The author has an MFA, and this book sure read like it was written by someone with an MFA. Lots of discursive descriptions, cute little turns of phrase, and navel gazing so that my eyes were darting ahead to the point where he just got on with the plot already. I could just imagine him reading a draft aloud to his seminar class, self-satisfied while his classmates clapped him on the back and told him he was brilliant, what a great image he had describing that clerk at the motel.
I have been there because I too (sigh) possess an advanced degree in writing, I couldn’t help but read this as a writer. I could see what he was doing to maintain his dramatic tension and I had a strong inkling as to where he was going, because it was where I would have gone if it was my story. The problem with maintaining the dramatic tension at all costs is that it often opens up plotholes.
For instance, for me, the idea that a devoted father who had been living in his truck for half a year with his beloved son would not *immediately* notice and remedy his son’s very obvious oncoming illness made it hard to suspend my disbelief. I suspected it was appendicitis. Me – with no connection to the kid and no medical background. So I am reading thinking, when are you going to recognize this and do something about it? This is a good kid, a damn near perfectly behaved and on his birthday he is clearly behaving strangely and showing symptoms of serious illness yet his dad is oblivious.
Second, we have a man who works manual labor jobs and sleeps in a truck (must leave you achy) yet he doesn’t possess any ibuprofen? In fact, he seems ignorant on the subject of medication one takes when they are sick. Seems out of character for someone who has dabbled in drug use and alcoholism. He thinks that he wants his son to have the best medicine. It doesn’t matter, a fever reducer is a fever reducer. Also, I buy Walmart brand ibuprofen, a bottle of 100 is $2 the last time I bought it. My point being he wouldn’t have had to break the bank to have a bottle of ibuprofen in the truck.
Again, to maintain that dramatic tension, the nurse at the school wouldn’t do anything to help, the people in the clinic at Walmart wouldn’t do anything, and I found that highly suspect. So many people that are so cold to a child who is obviously limp, febrile, and suffering right in front of them.
Henry had just scammed a gal at the gas station out of a tank of gas yet he couldn’t manage to conjure up a hard luck story to get his kid seen at the clinic? He couldn’t have begged them to call an ambulance? He had to know, everyone gets treated in the ER.
Also before resorting to shoplifting, I wondered, why he didn’t try asking any older woman with a big purse if he could borrow some ibuprofen for his sick kid? I personally carry it on me all the time. Because you know headache and period cramps happen. I would give it away to anyone who asked me for some. I thought this might be a result of being an oblivious male writer. I mean, for future reference if you need a band-aid, a pain reliever, a tums, just ask a woman with a big purse.
Another thing that I noticed was that they never stopped at a food pantry, they never got a meal at a soup kitchen. They had the truck, they surely could have driven over there. Henry spent every day on the internet at the library. I know the public library in my medium sized town is a haven for the homeless, and there are signs up everywhere about where to go for resources.
Also Henry apparently had not a single friend, who could have watched the kid for an afternoon or given them a bit of aid. I’m pretty sure early into his incarceration Michelle mentions a sister that had been helping her. What happened to that sister?
Also the kid himself is pretty nice, did he have no friend’s houses at which he could have played at after school until his father was done with his job interview and could have picked him up? Friends who had a mother possessing a pair of eyes and would have known instantly the kid was sick and started treating him?
It's a shame this guy wasn’t in my writing program because I would have brought all this to his attention. One more very petty detail – at least twice the author mentions characters opening beer bottles with their lighters. I would have called him on that. Who cares? Delete that.
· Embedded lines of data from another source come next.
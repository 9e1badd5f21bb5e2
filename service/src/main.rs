#![deny(
    clippy::expect_used,
    clippy::panic,
    clippy::print_stdout,
    clippy::todo,
    clippy::unimplemented,
    clippy::unwrap_used
)]

use std::{net::SocketAddr, sync::Arc};

use rollcall_api::{
    cache::{spawn_sweeper, CacheStore, CachedUpstream},
    config::Config,
    http::{router, AppState, FeedDefaults},
    upstream::{HttpUpstreamClient, UpstreamFetcher},
};
use tracing_subscriber::EnvFilter;

#[tokio::main]
async fn main() -> Result<(), anyhow::Error> {
    // Load and validate configuration first (fail-fast)
    let config = Config::load().map_err(|e| anyhow::anyhow!("{e}"))?;

    // Set up logging from config
    tracing_subscriber::fmt()
        .with_env_filter(EnvFilter::try_new(&config.logging.level)?)
        .init();

    // Init banner so container logs clearly show startup
    tracing::info!(
        version = env!("CARGO_PKG_VERSION"),
        "rollcall-api starting up"
    );

    let fetcher: Arc<dyn UpstreamFetcher> =
        Arc::new(HttpUpstreamClient::new(config.upstream_settings())?);
    tracing::info!(
        base_url = %config.upstream.congress_base_url,
        congress = config.upstream.congress,
        session = config.upstream.session,
        timeout_ms = config.upstream.timeout_ms,
        "upstream client configured"
    );

    let store = Arc::new(CacheStore::new());
    let _sweeper = spawn_sweeper(&store, config.sweep_interval());

    let state = AppState::new(
        CachedUpstream::new(store, fetcher),
        FeedDefaults::from_config(&config),
    );
    let app = router(
        state,
        &config.cors,
        &config.rate_limit,
        config.static_files.dir.as_deref(),
    );

    // Start the server
    let addr: SocketAddr = format!("{}:{}", config.server.host, config.server.port).parse()?;
    tracing::info!("Starting server at http://{}", addr);

    let listener = tokio::net::TcpListener::bind(addr).await?;
    axum::serve(listener, app.into_make_service_with_connect_info::<SocketAddr>())
        .with_graceful_shutdown(shutdown_signal())
        .await?;

    tracing::info!("server stopped");
    Ok(())
}

async fn shutdown_signal() {
    if let Err(e) = tokio::signal::ctrl_c().await {
        tracing::error!("failed to listen for shutdown signal: {e}");
        std::future::pending::<()>().await;
    }
    tracing::info!("shutdown signal received");
}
So maybe I am pedantic here needling the author about these details, but it’s those details that make a story believable as taking place in the real world. The ending itself I found to be a bit cattywampus. The present story ends, then in the last chapter we flash back and at the end of that chapter the book ends, leaving us in the past, so we are left wondering what actually happened in the present day. Again, the writer in me sees that the author did this because he didn’t want to spell it out and shatter the dramatic tension he’d built. But I was skeptical that Walmart would go after someone that hard for shoplifting a single package of pills, that the cop (who had met them earlier and seen how sick the child was) wouldn’t put two and two together and realize what was going on. It’s a story that hangs on characters being a bit oblivious and slightly dumb.